What the AI Sommelier Debate Gets Wrong — And the Much Bigger Opportunity It's Missing
A recent episode of a wine podcast we follow got us thinking.
The hosts spent nearly 20 minutes debating whether AI is coming for the sommelier's job — and whether that's a good or bad thing for wine culture. It's a real conversation worth having. But it's also a conversation happening entirely inside one very specific room.
TL;DR
* The AI-in-wine debate is real and heating up, but it's anchored in a fine dining, big-city frame
* Most wine moments in America happen without a sommelier anywhere nearby
* The real opportunity for AI wine tools isn't displacement, it's access
* Sommy is built for the 95% of wine moments where no expert is available, not the 5% where one already exists
* You don't need a sommelier to be replaced for AI to be useful. You just need one to be absent.

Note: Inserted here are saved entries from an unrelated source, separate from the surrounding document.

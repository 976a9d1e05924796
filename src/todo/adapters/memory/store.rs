//! In-memory todo store for tests and ephemeral sessions.

use async_trait::async_trait;
use std::collections::BTreeMap;
use std::sync::{Arc, RwLock};
use tracing::debug;

use crate::todo::{
    adapters::live::{ChangeNotifier, live_query},
    ports::{TodoRecord, TodoRecordStream, TodoStore, TodoStoreError, TodoStoreResult},
};

/// Thread-safe in-memory todo store.
///
/// Identifiers are assigned from a high-water mark, so a deleted identifier
/// is never handed out again.
#[derive(Debug, Clone, Default)]
pub struct InMemoryTodoStore {
    shared: Arc<Shared>,
}

#[derive(Debug, Default)]
struct Shared {
    state: RwLock<InMemoryTodoState>,
    changes: Arc<ChangeNotifier>,
}

#[derive(Debug, Default)]
struct InMemoryTodoState {
    rows: BTreeMap<i64, TodoRecord>,
    last_id: i64,
}

impl InMemoryTodoStore {
    /// Creates an empty in-memory store.
    #[must_use]
    pub fn new() -> Self {
        Self::default()
    }
}

fn lock_error(err: impl std::fmt::Display) -> TodoStoreError {
    TodoStoreError::persistence(std::io::Error::other(err.to_string()))
}

fn ids_exhausted() -> TodoStoreError {
    TodoStoreError::persistence(std::io::Error::other("todo identifiers exhausted"))
}

/// Returns all rows newest first, ties broken by the higher identifier.
fn snapshot(state: &InMemoryTodoState) -> Vec<TodoRecord> {
    let mut rows: Vec<TodoRecord> = state.rows.values().cloned().collect();
    rows.sort_by(|a, b| b.created_at.cmp(&a.created_at).then(b.id.cmp(&a.id)));
    rows
}

#[async_trait]
impl TodoStore for InMemoryTodoStore {
    fn observe_all(&self) -> TodoRecordStream {
        let shared = Arc::clone(&self.shared);
        live_query(Arc::clone(&self.shared.changes), move || {
            let result = shared
                .state
                .read()
                .map_err(lock_error)
                .map(|state| snapshot(&state));
            std::future::ready(result)
        })
    }

    async fn get_by_id(&self, id: i64) -> TodoStoreResult<Option<TodoRecord>> {
        let state = self.shared.state.read().map_err(lock_error)?;
        Ok(state.rows.get(&id).cloned())
    }

    async fn insert(&self, record: &TodoRecord) -> TodoStoreResult<i64> {
        let id = {
            let mut state = self.shared.state.write().map_err(lock_error)?;
            let id = if record.id > 0 {
                record.id
            } else {
                state.last_id.checked_add(1).ok_or_else(ids_exhausted)?
            };
            state.last_id = state.last_id.max(id);
            state.rows.insert(id, TodoRecord { id, ..record.clone() });
            id
        };
        debug!(id, "inserted todo");
        self.shared.changes.notify();
        Ok(id)
    }

    async fn update(&self, record: &TodoRecord) -> TodoStoreResult<()> {
        let updated = {
            let mut state = self.shared.state.write().map_err(lock_error)?;
            state.rows.get_mut(&record.id).map(|row| {
                row.title.clone_from(&record.title);
                row.description.clone_from(&record.description);
                row.is_completed = record.is_completed;
            })
        };
        if updated.is_some() {
            debug!(id = record.id, "updated todo");
            self.shared.changes.notify();
        }
        Ok(())
    }

    async fn delete_by_id(&self, id: i64) -> TodoStoreResult<()> {
        let removed = {
            let mut state = self.shared.state.write().map_err(lock_error)?;
            state.rows.remove(&id)
        };
        if removed.is_some() {
            debug!(id, "deleted todo");
            self.shared.changes.notify();
        }
        Ok(())
    }
}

What are wine podcasts actually getting right about AI?
The hosts raised legitimate points. Guests at some restaurants already photograph wine lists and run them through ChatGPT or Claude before the sommelier arrives at the table. Wine tech companies are building proprietary AI models trained on their cellar-tracking datasets. The friction around sommelier interactions, the feeling of being judged, the risk of being upsold, the ten-minute conversation you didn't budget for is real, and for some guests, it's why they default to a second cocktail instead of a bottle of wine.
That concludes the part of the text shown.